Scientific classification
- Kingdom: Animalia
- Phylum: Arthropoda
- Subphylum: Chelicerata
- Class: Arachnida
- Order: Araneae
- Infraorder: Araneomorphae
- Family: Anapidae
- Genus: Zealanapis
- Species: Z. punta
- Binomial name: Zealanapis punta Platnick & Forster, 1989

= Zealanapis punta =

- Authority: Platnick & Forster, 1989
- Conservation status: DD

Species of spiders

Zealanapis punta is a species of Anapidae that is endemic to New Zealand.

==Taxonomy==
This species was described in 1989 by Norman Platnick and Ray Forster from male and female specimens collected from Mount Domett.
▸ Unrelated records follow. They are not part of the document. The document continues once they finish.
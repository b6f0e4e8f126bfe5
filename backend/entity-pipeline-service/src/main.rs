use anyhow::{Context, Result};
use sqlx::postgres::PgPoolOptions;
use std::sync::Arc;
use std::time::Duration;
use tokio::task::JoinSet;
use tracing::info;

use entity_pipeline_service::config::Config;
use entity_pipeline_service::consumers::{PostEventsConsumer, PostEventsConsumerConfig};
use entity_pipeline_service::repository::PgEntityStore;
use entity_pipeline_service::services::pipeline::{EntityPipeline, PipelineOptions};
use entity_pipeline_service::services::{EntityEventProducer, KafkaEventProducerConfig};

async fn shutdown_signal() {
    #[cfg(unix)]
    {
        use tokio::signal::unix::{signal, SignalKind};

        let mut terminate =
            signal(SignalKind::terminate()).expect("Failed to install SIGTERM handler");

        tokio::select! {
            _ = tokio::signal::ctrl_c() => {},
            _ = terminate.recv() => {},
        }
    }

    #[cfg(not(unix))]
    {
        tokio::signal::ctrl_c()
            .await
            .expect("Failed to install Ctrl+C handler");
    }
}

#[tokio::main]
async fn main() -> Result<()> {
    dotenvy::dotenv().ok();
    tracing_subscriber::fmt::init();

    info!("Starting entity-pipeline-service");

    let config = Config::from_env()
        .map_err(anyhow::Error::msg)
        .context("Failed to load configuration")?;
    info!(
        "Configuration loaded: env={}, topic={}",
        config.app.env, config.kafka.post_events_topic
    );

    let pg_pool = PgPoolOptions::new()
        .max_connections(config.database.max_connections)
        .acquire_timeout(Duration::from_secs(10))
        .idle_timeout(Duration::from_secs(600))
        .connect(&config.database.url)
        .await
        .context("Failed to connect to database")?;

    sqlx::query("SELECT 1")
        .execute(&pg_pool)
        .await
        .context("Failed to verify database connection")?;
    info!("Database pool created and verified");

    sqlx::migrate!("./migrations")
        .run(&pg_pool)
        .await
        .context("Failed to run database migrations")?;
    info!("Database migrations completed");

    let producer = EntityEventProducer::new(&KafkaEventProducerConfig {
        brokers: config.kafka.brokers.clone(),
        mention_topic: config.kafka.mention_topic.clone(),
        delivery_topic: config.kafka.delivery_topic.clone(),
    })
    .context("Failed to initialize Kafka producer")?;

    let store = PgEntityStore::new(pg_pool.clone());
    let pipeline = Arc::new(EntityPipeline::new(
        Arc::new(store.clone()),
        Arc::new(producer),
        PipelineOptions {
            autolink: config.pipeline.autolink_options(),
            federation_enabled: config.pipeline.federation_enabled,
            max_caption_length: config.pipeline.max_caption_length,
        },
    ));

    let consumer = PostEventsConsumer::new(
        store,
        pipeline,
        PostEventsConsumerConfig {
            brokers: config.kafka.brokers.clone(),
            group_id: config.kafka.group_id.clone(),
            post_events_topic: config.kafka.post_events_topic.clone(),
        },
    );

    let mut join_set = JoinSet::new();
    join_set.spawn(async move {
        consumer.run().await;
    });
    info!("Post events consumer started");

    tokio::select! {
        _ = shutdown_signal() => {
            info!("Shutdown signal received");
        }
        Some(result) = join_set.join_next() => {
            if let Err(e) = result {
                tracing::error!("Consumer task panicked: {:#}", e);
                return Err(anyhow::anyhow!("Consumer task panicked: {}", e));
            }
        }
    }

    info!("entity-pipeline-service shutting down");
    Ok(())
}
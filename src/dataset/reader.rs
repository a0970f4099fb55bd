use std::fs::File;
use std::io::{BufReader, Read};
use std::path::{Path, PathBuf};

use log::debug;

use super::error::DatasetError;

/// Sequential scan over one or more flat binary files of fixed-length
/// records. Files are validated up front: every file must be a non-zero
/// multiple of the record size, so corruption surfaces before the first
/// record is yielded and epoch accounting never drifts.
pub struct FixedRecordReader {
    files: Vec<PathBuf>,
    record_bytes: usize,
    total_records: u64,
    current: Option<BufReader<File>>,
    next_file: usize,
}

impl FixedRecordReader {
    pub fn open<P: AsRef<Path>>(files: &[P], record_bytes: usize) -> Result<Self, DatasetError> {
        let files: Vec<PathBuf> = files.iter().map(|p| p.as_ref().to_owned()).collect();
        let total_records = probe(&files, record_bytes)?;

        Ok(FixedRecordReader {
            files,
            record_bytes,
            total_records,
            current: None,
            next_file: 0,
        })
    }

    pub fn total_records(&self) -> u64 {
        self.total_records
    }

    /// Next record in file order, None when all files are exhausted.
    pub fn next_record(&mut self) -> Result<Option<Vec<u8>>, DatasetError> {
        loop {
            if self.current.is_none() {
                if self.next_file == self.files.len() {
                    return Ok(None);
                }
                let path = &self.files[self.next_file];
                debug!("scanning {}", path.display());
                self.current = Some(BufReader::new(File::open(path)?));
                self.next_file += 1;
            }

            let reader = self.current.as_mut().unwrap();
            let mut record = vec![0u8; self.record_bytes];
            match read_full(reader, &mut record)? {
                0 => {
                    // file exhausted, move on
                    self.current = None;
                }
                n if n == self.record_bytes => return Ok(Some(record)),
                n => {
                    // size was validated at open; the file shrank underneath us
                    return Err(DatasetError::ShortRecord {
                        got: n,
                        expected: self.record_bytes,
                    });
                }
            }
        }
    }
}

/// Validates file sizes against the record size and returns the total
/// record count across all files.
pub fn probe(files: &[PathBuf], record_bytes: usize) -> Result<u64, DatasetError> {
    let mut total = 0u64;
    for path in files {
        let len = std::fs::metadata(path)?.len();
        if len == 0 || len % record_bytes as u64 != 0 {
            return Err(DatasetError::TruncatedFile {
                path: path.clone(),
                len,
                record_bytes,
            });
        }
        total += len / record_bytes as u64;
    }
    if total == 0 {
        return Err(DatasetError::EmptyDataset);
    }
    Ok(total)
}

fn read_full<R: Read>(reader: &mut R, buf: &mut [u8]) -> Result<usize, DatasetError> {
    let mut filled = 0;
    while filled < buf.len() {
        let n = reader.read(&mut buf[filled..])?;
        if n == 0 {
            break;
        }
        filled += n;
    }
    Ok(filled)
}

#[cfg(test)]
mod tests {
    use super::*;
    use std::io::Write;

    fn write_records(dir: &Path, name: &str, records: &[&[u8]]) -> PathBuf {
        let path = dir.join(name);
        let mut f = File::create(&path).unwrap();
        for r in records {
            f.write_all(r).unwrap();
        }
        path
    }

    #[test]
    fn reads_records_across_files_in_order() {
        let dir = tempfile::tempdir().unwrap();
        let a = write_records(dir.path(), "a.bin", &[&[1u8; 4], &[2u8; 4]]);
        let b = write_records(dir.path(), "b.bin", &[&[3u8; 4]]);

        let mut reader = FixedRecordReader::open(&[a, b], 4).unwrap();
        assert_eq!(reader.total_records(), 3);

        let mut seen = Vec::new();
        while let Some(record) = reader.next_record().unwrap() {
            seen.push(record[0]);
        }
        assert_eq!(seen, vec![1, 2, 3]);
    }

    #[test]
    fn rejects_non_multiple_file_length_at_open() {
        let dir = tempfile::tempdir().unwrap();
        let path = write_records(dir.path(), "bad.bin", &[&[1u8; 4], &[2u8; 3]]);

        assert!(matches!(
            FixedRecordReader::open(&[path], 4),
            Err(DatasetError::TruncatedFile { len: 7, .. })
        ));
    }

    #[test]
    fn rejects_empty_file_at_open() {
        let dir = tempfile::tempdir().unwrap();
        let path = write_records(dir.path(), "empty.bin", &[]);

        assert!(matches!(
            FixedRecordReader::open(&[path], 4),
            Err(DatasetError::TruncatedFile { len: 0, .. })
        ));
    }

    #[test]
    fn missing_file_is_an_io_error() {
        let missing = PathBuf::from("/nonexistent/data.bin");
        assert!(matches!(
            FixedRecordReader::open(&[missing], 4),
            Err(DatasetError::Io(_))
        ));
    }
}
use rand::rngs::StdRng;
use rand::seq::SliceRandom;
use rand::Rng;

/// Bounded reservoir approximating a full shuffle: records pass through a
/// fixed-capacity buffer and leave it in random order. Memory stays bounded
/// no matter how large the source file is.
pub struct ShuffleBuffer {
    buf: Vec<Vec<u8>>,
    capacity: usize,
    rng: StdRng,
}

impl ShuffleBuffer {
    pub fn new(capacity: usize, rng: StdRng) -> Self {
        ShuffleBuffer {
            buf: Vec::with_capacity(capacity.min(4096)),
            capacity,
            rng,
        }
    }

    /// Offers one record. Returns a randomly evicted record once the buffer
    /// is at capacity, None while it is still filling.
    pub fn push(&mut self, record: Vec<u8>) -> Option<Vec<u8>> {
        if self.buf.len() < self.capacity {
            self.buf.push(record);
            return None;
        }
        let slot = self.rng.gen_range(0..self.buf.len());
        Some(std::mem::replace(&mut self.buf[slot], record))
    }

    /// Empties the buffer at end of input, in random order.
    pub fn drain(&mut self) -> Vec<Vec<u8>> {
        self.buf.shuffle(&mut self.rng);
        std::mem::take(&mut self.buf)
    }

    pub fn len(&self) -> usize {
        self.buf.len()
    }

    pub fn is_empty(&self) -> bool {
        self.buf.is_empty()
    }
}
use std::path::PathBuf;
use std::sync::Arc;

use log::info;

use potstream::{Charset, DatasetStream, StreamConfig};

// Streams one pass over a record file and logs batch stats. The actual
// training loop lives outside this crate and consumes the same iterator.
fn main() {
    env_logger::init();

    let mut args = std::env::args().skip(1);
    let (data, charset) = match (args.next(), args.next()) {
        (Some(data), Some(charset)) => (PathBuf::from(data), PathBuf::from(charset)),
        _ => {
            eprintln!("usage: potstream <data.bin> <charset.bin>");
            std::process::exit(2);
        }
    };

    let charset = Arc::new(Charset::from_file(&charset).expect("failed to read charset"));
    info!("charset: {} classes", charset.num_classes());

    let config = StreamConfig {
        shuffle_seed: Some(727),
        ..Default::default()
    };
    let stream = DatasetStream::open(vec![data], charset, config).expect("failed to open stream");
    info!("expecting {} batches", stream.total_batches());

    let mut batches = 0usize;
    let mut samples = 0usize;
    for batch in stream {
        let batch = batch.expect("stream failed");
        let mean = batch.images.iter().sum::<f32>() / batch.images.len() as f32;
        info!(
            "batch {}: {} samples, pixel mean {:.4}",
            batch.batch_number, batch.samples, mean
        );
        batches += 1;
        samples += batch.samples;
    }
    info!("done: {} batches, {} samples", batches, samples);
}
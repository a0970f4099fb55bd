pub mod batch;
pub mod config;
pub mod error;
pub mod reader;
pub mod shuffle;
pub mod stream;

pub use batch::SampleBatch;
pub use config::{DatasetPaths, StreamConfig, UnknownTagcode};
pub use error::DatasetError;
pub use stream::{input_stream, DatasetSplit, DatasetStream};
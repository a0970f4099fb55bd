pub mod decoder;
pub mod layout;

pub use decoder::{decode, decode_into, preprocess, standardize, DecodedSample};
pub use layout::RecordLayout;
The holotype is stored in the New Zealand Arthropod Collection under registration number NZAC03014956.

==Description==
The male is recorded at 1.02mm in length whereas the female is 1.21mm.

==Distribution==
This species is only known from Nelson, New Zealand.

==Conservation status==
Under the New Zealand Threat Classification System, this species is listed as "Data Deficient" with the qualifiers of "Data Poor: Size" and "Data Poor: Trend".